Cairma was surprised by his admittance as the full weight of it settled in her mind. She, although not completely surprised by this, felt a measure of understanding for him, although the grasp was not quite the same. Reflectively, there could have been the comparisons, or the maybes, where it may have bled into her own life. What if she never escaped her mother? What if Andor had been Cairhien, what if..

 

It was hard for her to think beyond his words. All of it was revolving rapidly in her mind but the time seemed to have completely stop for both of them. Their past had been so bleak, and they both had been so broken, shrugging it off without word. Whether accepted or not it all sat in their past. Cairma surprised herself as the intense need to hold him, and to make him know that she would never hurt him that way, overrode nearly every sense within her. But it was deeper than that.

 

But even as she reached up a little to touch his cheek, running the back of her hand gently against the barest of stubble that had started to grow, she wondered deeply at the man she had sworn to keep only at a distances. One that she knew could break down her walls and would knowingly walk away once it was all over. Cairma felt a little sad by that now that she new a few more pieces to his puzzle. What would happen when they returned to the Yard? Things would go back to the way they were. How would she get past it? Knowing that he could not be there for her. She watched his eyes carefully as within her mind she search for unforgiving answers.

 

She just would. She always did.

 

Instead of steeling her heart to him, she locked it away with her secrets. This one pleasant and memorable. If there was one secret she could keep and be at peace with, it was knowing that Aran loved her. He said it. He told her more than anyone else. Taking all parts of the knowledge of him she imprinted it on her heart. And for now, she would understand this and let him go as he will un-doubtingly do with her. Leaning down she brushed her lips against his, barest, but hardly cheap or without emotion. Soft, delicate, and unlike anything she would ever share with anouther.

 

"To me, Aran, your more than any of that." She smiled softly, never leaving her lips from the touch of his. "But I would be lying if I said I wasn't afraid too."

 

Holding her gaze with his own, there was no urge to look away as Aran looked into her even as he looked upon her.
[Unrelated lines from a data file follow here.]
//! Parallel evaluation, deadlines, batches and snapshot consistency.

#![allow(clippy::unwrap_used)]
#![allow(clippy::expect_used)]
#![allow(clippy::panic)]

use std::sync::Arc;
use std::time::Duration;

use praetor_core::model::{
    CheckFailure, DerivedRoleDefinition, DerivedRolesPolicy, Effect, PolicyRule, Resource, ResourcePolicy,
};
use praetor_core::Value;
use praetor_engine::PolicyDecisionPoint;

use fixtures::{doc, doc_policy, engine, engine_with, request, user};

fn many_actions(n: usize) -> Vec<String> {
    (0..n).map(|i| format!("action-{i}")).collect()
}

fn even_actions_policy() -> ResourcePolicy {
    let evens: Vec<String> = many_actions(32).into_iter().step_by(2).collect();
    ResourcePolicy::new(
        "evens",
        "doc",
        vec![
            PolicyRule::new("evens", Effect::Allow, evens).with_roles(["user"]),
            PolicyRule::new("not-nine", Effect::Deny, ["action-9"]),
        ],
    )
}

#[tokio::test(flavor = "multi_thread", worker_threads = 4)]
async fn parallel_and_inline_paths_agree() {
    let parallel = engine_with(|c| c.evaluation.parallel_threshold = 1);
    let inline = engine_with(|c| c.evaluation.parallel_threshold = 1024);
    for e in [&parallel, &inline] {
        e.load_resource_policies(vec![even_actions_policy()]).unwrap();
    }

    let mut req = request(user("u1"), doc("u1"), []);
    req.actions = many_actions(32);

    let a = parallel.check(req.clone()).await;
    let b = inline.check(req).await;
    assert_eq!(a.results, b.results);
    assert_eq!(a.results.len(), 32);
    assert!(a.is_allowed("action-0"));
    assert!(!a.is_allowed("action-1"));
    assert!(!a.is_allowed("action-9"));
}

#[tokio::test]
async fn batch_preserves_order() {
    let e = engine();
    e.load_resource_policies(vec![doc_policy()]).unwrap();

    let reqs = vec![
        request(user("u1"), doc("u1"), ["view"]).with_request_id("a"),
        request(user("u1"), doc("zz"), ["view"]).with_request_id("b"),
        request(user("u1"), doc("u1"), ["view"]).with_request_id("c"),
    ];
    let out = e.check_batch(reqs).await;
    let ids: Vec<&str> = out.iter().map(|r| r.request_id.as_str()).collect();
    assert_eq!(ids, vec!["a", "b", "c"]);
    let allowed: Vec<bool> = out.iter().map(|r| r.is_allowed("view")).collect();
    assert_eq!(allowed, vec![true, false, true]);
}

#[tokio::test]
async fn zero_deadline_fails_closed() {
    let e = engine();
    e.load_resource_policies(vec![ResourcePolicy::new(
        "open",
        "doc",
        vec![PolicyRule::new("all", Effect::Allow, ["*"])],
    )])
    .unwrap();

    let res = e
        .check_with_deadline(request(user("u1"), doc("u1"), ["view"]), Duration::ZERO)
        .await;
    assert_eq!(res.meta.error, Some(CheckFailure::Timeout));
    assert_eq!(res.result("view").unwrap().effect, Effect::Deny);
    assert_eq!(e.stats().timeouts, 1);
}

#[tokio::test(flavor = "multi_thread", worker_threads = 2)]
async fn slow_parallel_check_times_out_with_partial_results() {
    let e = engine_with(|c| {
        c.evaluation.parallel_threshold = 1;
        c.evaluation.parallel_workers = 1;
        c.evaluation.max_eval_steps = 10_000_000;
    });
    e.load_resource_policies(vec![ResourcePolicy::new(
        "scan",
        "doc",
        vec![PolicyRule::new("scan", Effect::Allow, ["*"]).with_condition("!(-1 in resource.attr.big)")],
    )])
    .unwrap();

    let big = Value::List((0..300_000i64).map(Value::Int).collect());
    let mut req = request(user("u1"), Resource::new("doc", "d1").with_attr("big", big), []);
    req.actions = many_actions(64);

    let res = e.check_with_deadline(req, Duration::from_millis(2)).await;
    assert_eq!(res.meta.error, Some(CheckFailure::Timeout));
    assert_eq!(res.results.len(), 64);
    assert!(res.results.values().any(|r| r.effect == Effect::Deny));
    // Whatever did resolve resolved correctly.
    for r in res.results.values().filter(|r| r.matched()) {
        assert_eq!(r.effect, Effect::Allow);
    }
}

/// A resource whose `big` attribute takes well over a millisecond to scan.
fn slow_doc() -> Resource {
    let big = Value::List((0..1_000_000i64).map(Value::Int).collect());
    Resource::new("doc", "d1").with_attr("big", big)
}

#[tokio::test(flavor = "multi_thread", worker_threads = 2)]
async fn deadline_covers_derived_role_computation() {
    let e = engine_with(|c| {
        c.evaluation.parallel_threshold = 1;
        c.evaluation.max_eval_steps = 10_000_000;
    });
    e.load_derived_roles_policies(vec![DerivedRolesPolicy::new(
        "scan-roles",
        vec![DerivedRoleDefinition::new("scanner", ["user"]).with_condition("!(-1 in resource.attr.big)")],
    )])
    .unwrap();
    e.load_resource_policies(vec![ResourcePolicy::new(
        "scanned",
        "doc",
        vec![PolicyRule::new("scanner-all", Effect::Allow, ["*"]).with_derived_roles(["scanner"])],
    )])
    .unwrap();

    let res = e
        .check_with_deadline(request(user("u1"), slow_doc(), ["view", "edit"]), Duration::from_millis(1))
        .await;
    assert_eq!(res.meta.error, Some(CheckFailure::Timeout));
    assert_eq!(res.results.len(), 2);
    assert!(res.results.values().all(|r| r.effect == Effect::Deny && !r.matched()));
    assert_eq!(e.stats().timeouts, 1);

    // Without a deadline the same request is allowed.
    let res = e.check(request(user("u1"), slow_doc(), ["view", "edit"])).await;
    assert_eq!(res.meta.error, None);
    assert!(res.is_allowed("view") && res.is_allowed("edit"));
}

#[tokio::test]
async fn late_single_inline_action_is_denied() {
    let e = engine_with(|c| c.evaluation.max_eval_steps = 10_000_000);
    assert!(e.cfg().evaluation.parallel_threshold > 1);
    e.load_resource_policies(vec![ResourcePolicy::new(
        "scan",
        "doc",
        vec![PolicyRule::new("scan", Effect::Allow, ["view"]).with_condition("!(-1 in resource.attr.big)")],
    )])
    .unwrap();

    let res = e
        .check_with_deadline(request(user("u1"), slow_doc(), ["view"]), Duration::from_millis(1))
        .await;
    assert_eq!(res.meta.error, Some(CheckFailure::Timeout));
    assert_eq!(res.result("view").unwrap().effect, Effect::Deny);
}

#[tokio::test(flavor = "multi_thread", worker_threads = 4)]
async fn checks_never_observe_a_torn_reload() {
    let e = engine_with(|c| c.evaluation.parallel_threshold = 1);
    let allow_all = ResourcePolicy::new("v1", "doc", vec![PolicyRule::new("a", Effect::Allow, ["*"])]);
    let deny_all = ResourcePolicy::new("v2", "doc", vec![PolicyRule::new("d", Effect::Deny, ["*"])]);
    e.load_resource_policies(vec![allow_all.clone()]).unwrap();

    let reloader = {
        let e = e.clone();
        tokio::spawn(async move {
            for i in 0..50 {
                let p = if i % 2 == 0 { deny_all.clone() } else { allow_all.clone() };
                e.load_resource_policies(vec![p]).unwrap();
                tokio::task::yield_now().await;
            }
        })
    };

    let mut checks = Vec::new();
    for _ in 0..50 {
        let e = e.clone();
        checks.push(tokio::spawn(async move {
            e.check(request(user("u1"), doc("u1"), ["view", "edit", "delete"])).await
        }));
    }

    for c in checks {
        let res = c.await.unwrap();
        let effects: Vec<Effect> = res.results.values().map(|r| r.effect).collect();
        assert!(effects.iter().all(|x| *x == effects[0]), "mixed snapshot: {effects:?}");
        assert_eq!(res.meta.policies_evaluated.len(), 1);
    }
    reloader.await.unwrap();
}

#[tokio::test]
async fn usable_through_the_service_trait() {
    let e = engine();
    e.load_resource_policies(vec![doc_policy()]).unwrap();
    let pdp: Arc<dyn PolicyDecisionPoint> = Arc::new(e);

    let res = pdp.check(request(user("u1"), doc("u1"), ["view"])).await;
    assert!(res.is_allowed("view"));
    let batch = pdp.check_batch(vec![request(user("u1"), doc("x"), ["view"])]).await;
    assert!(!batch[0].is_allowed("view"));
}

#[tokio::test]
async fn stats_and_metrics_reflect_activity() {
    let e = engine();
    e.load_resource_policies(vec![doc_policy()]).unwrap();
    e.load_derived_roles_policies(vec![fixtures::owner_roles()]).unwrap();

    e.check(request(user("u1"), doc("u1"), ["view"])).await;
    e.check(request(user("u1"), doc("u2"), ["view"])).await;

    let stats = e.stats();
    assert_eq!(stats.generation, 2);
    assert_eq!(stats.policies.resource_kinds, 1);
    assert_eq!(stats.policies.rules, 3);
    assert_eq!(stats.policies.derived_role_definitions, 1);
    assert_eq!(stats.checks, 2);
    assert!(stats.expression_cache.hits > 0);
    assert!(stats.decision_cache.is_none());

    let json = serde_json::to_value(&stats).unwrap();
    assert!(json["expression_cache"]["hit_rate"].as_f64().unwrap() > 0.0);

    let text = e.render_metrics();
    assert!(text.contains("praetor_checks_total{outcome=\"allow\"} 1"));
    assert!(text.contains("praetor_checks_total{outcome=\"deny\"} 1"));
    assert!(text.contains("praetor_policy_reloads_total{kind=\"resource\"} 1"));
    assert!(text.contains("praetor_policies_loaded{type=\"rules\"} 3"));
    assert!(text.contains("praetor_check_duration_micros_count{} 2"));
    assert!(text.contains("praetor_policy_generation 2"));
}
There was no guile in Cairma, no attempt to shield anything from him, only a warmth that matched her words as she looked into him in turn. More than warmth, even as she spoke of fear it was overshadowed by the feeling of safety, of being wanted, needed. What fear could touch this? Cupping her face with his right hand, he caressed her cheek tenderly as he spoke. “Fear has no place here, not between us, not anymore.”

 

Savoring his gentle touch, she chuckled lightly closing her eyes for a moment before returning his smile. Shifting a little on the bed, Cairma caressed the back of his hand that lay against her cheek. There was a small knowing look in her smile as she gazed in his eyes. "With your hands in mind, I have no need to fear." Rubbing her cheek along his hand as she held it within hers, turning to lightly kiss his palm. "And never from you."